Rachel Corrie was killed while non-violently protesting home demolitions and injustice in Gaza, and today, this court has given its stamp of approval to flawed and illegal practices that failed to protect civilian life."
Corries' lawyer Hussein Abu Hussein
An Israeli court has ruled that American activist Rachel Corrie, who was crushed by an Israeli bulldozer during a protest in 2003, was not unlawfully killed.
The Israeli judge, Oded Gershon said the military was not at fault for the death of the pro-Palestinian activist and there was no “negligence on the part of the bulldozer driver.”
"I reject the suit," the judge at Haifa district court said. "There is no justification” to entail compensation.
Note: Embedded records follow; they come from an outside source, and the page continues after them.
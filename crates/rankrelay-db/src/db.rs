//! Feedback store trait and latency bookkeeping.

use std::collections::HashMap;

use async_trait::async_trait;
use parking_lot::Mutex;
use serde::Serialize;
use serde_json::{json, Value};
use tracing::debug;

use rankrelay_core::{CallId, Choices, Cid, Labels, Qid, Query, Result, StatusMap};

/// Store for search round trips and per-call latency.
#[async_trait]
pub trait Db: Send + Sync {
    /// Component name used in call tracking and status reports.
    fn name(&self) -> &'static str;

    /// Persist a query and its choices. Returns the new qid and one cid per
    /// choice, in choice order.
    async fn save(&self, query: &Query, choices: &Choices) -> Result<(Qid, Vec<Cid>)>;

    /// Load a saved query for training. Choices come back in saved order;
    /// labels are 1.0 for the flagged cids and 0.0 for the rest.
    async fn get(&self, qid: Qid, cids: &[Cid]) -> Result<(Query, Choices, Labels)>;

    /// Record the latency of one tracked call.
    fn lap(&self, ms: f64, call: CallId);

    /// Append this component's status fragment.
    fn chain_state(&self, state: StatusMap) -> StatusMap;
}

/// Latency aggregate for one call identity.
#[derive(Debug, Clone, Default, Serialize)]
pub struct LapStats {
    pub count: u64,
    pub total_ms: f64,
    pub max_ms: f64,
}

/// In-memory latency aggregation shared by the store implementations.
#[derive(Default)]
pub(crate) struct LapBoard {
    laps: Mutex<HashMap<CallId, LapStats>>,
}

impl LapBoard {
    pub(crate) fn record(&self, ms: f64, call: CallId) {
        debug!("{call} took {ms:.3}ms");
        let mut laps = self.laps.lock();
        let entry = laps.entry(call).or_default();
        entry.count += 1;
        entry.total_ms += ms;
        if ms > entry.max_ms {
            entry.max_ms = ms;
        }
    }

    /// Status fragment: per-call counts and latency, keyed `component.op`.
    pub(crate) fn fragment(&self) -> Value {
        let laps = self.laps.lock();
        let mut entries: Vec<(String, &LapStats)> =
            laps.iter().map(|(call, stats)| (call.to_string(), stats)).collect();
        entries.sort_by(|a, b| a.0.cmp(&b.0));
        let mut out = serde_json::Map::new();
        for (key, stats) in entries {
            let avg = if stats.count > 0 {
                stats.total_ms / stats.count as f64
            } else {
                0.0
            };
            out.insert(
                key,
                json!({
                    "count": stats.count,
                    "avg_ms": avg,
                    "max_ms": stats.max_ms,
                }),
            );
        }
        Value::Object(out)
    }
}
Rachel was 23 when she was crushed to death by an Israeli military bulldozer on March 16, 2003 while attempting to intervene in the demolition of a Palestinian home in the Gaza Strip.
However, other activists, who were at the scene on the day of the incident, said she had been clearly visible to the driver.
"She was standing on top of a pile of earth," fellow activist and eyewitness Richard Purssell, from Brighton, said at the time.
"The driver cannot have failed to see her. As the blade pushed the pile, the earth rose up. Rachel slid down the pile. It looks as if her foot got caught. The driver didn't slow down; he just ran over her. Then he reversed the bulldozer back over her again," Purssell added.
Corrie's parents, Craig and Cindy, filed the civil lawsuit in 2010, after they found that a military investigation into the incident has cleared the driver of the bulldozer of any blame.
The Israeli Army’s investigation, which was conducted in 2003, suggested that the American activist was not visible and that she was killed by the debris falling on her.
Speaking to reporters following the issuance of the court ruling, Cindy said, "I am hurt.”
"While not surprising, this verdict is yet another example of where impunity has prevailed over accountability and fairness," said the Corries’ lawyer, Hussein Abu Hussein.
"Rachel Corrie was killed while non-violently protesting home demolitions and injustice in Gaza, and today, this court has given its stamp of approval to flawed and illegal practices that failed to protect civilian life,” he added.
From 2000 to 2004, the Israeli military demolished around 1,700 homes in Rafah, leaving about 17,000 people homeless, according to the Israeli human rights organization B'Tselem.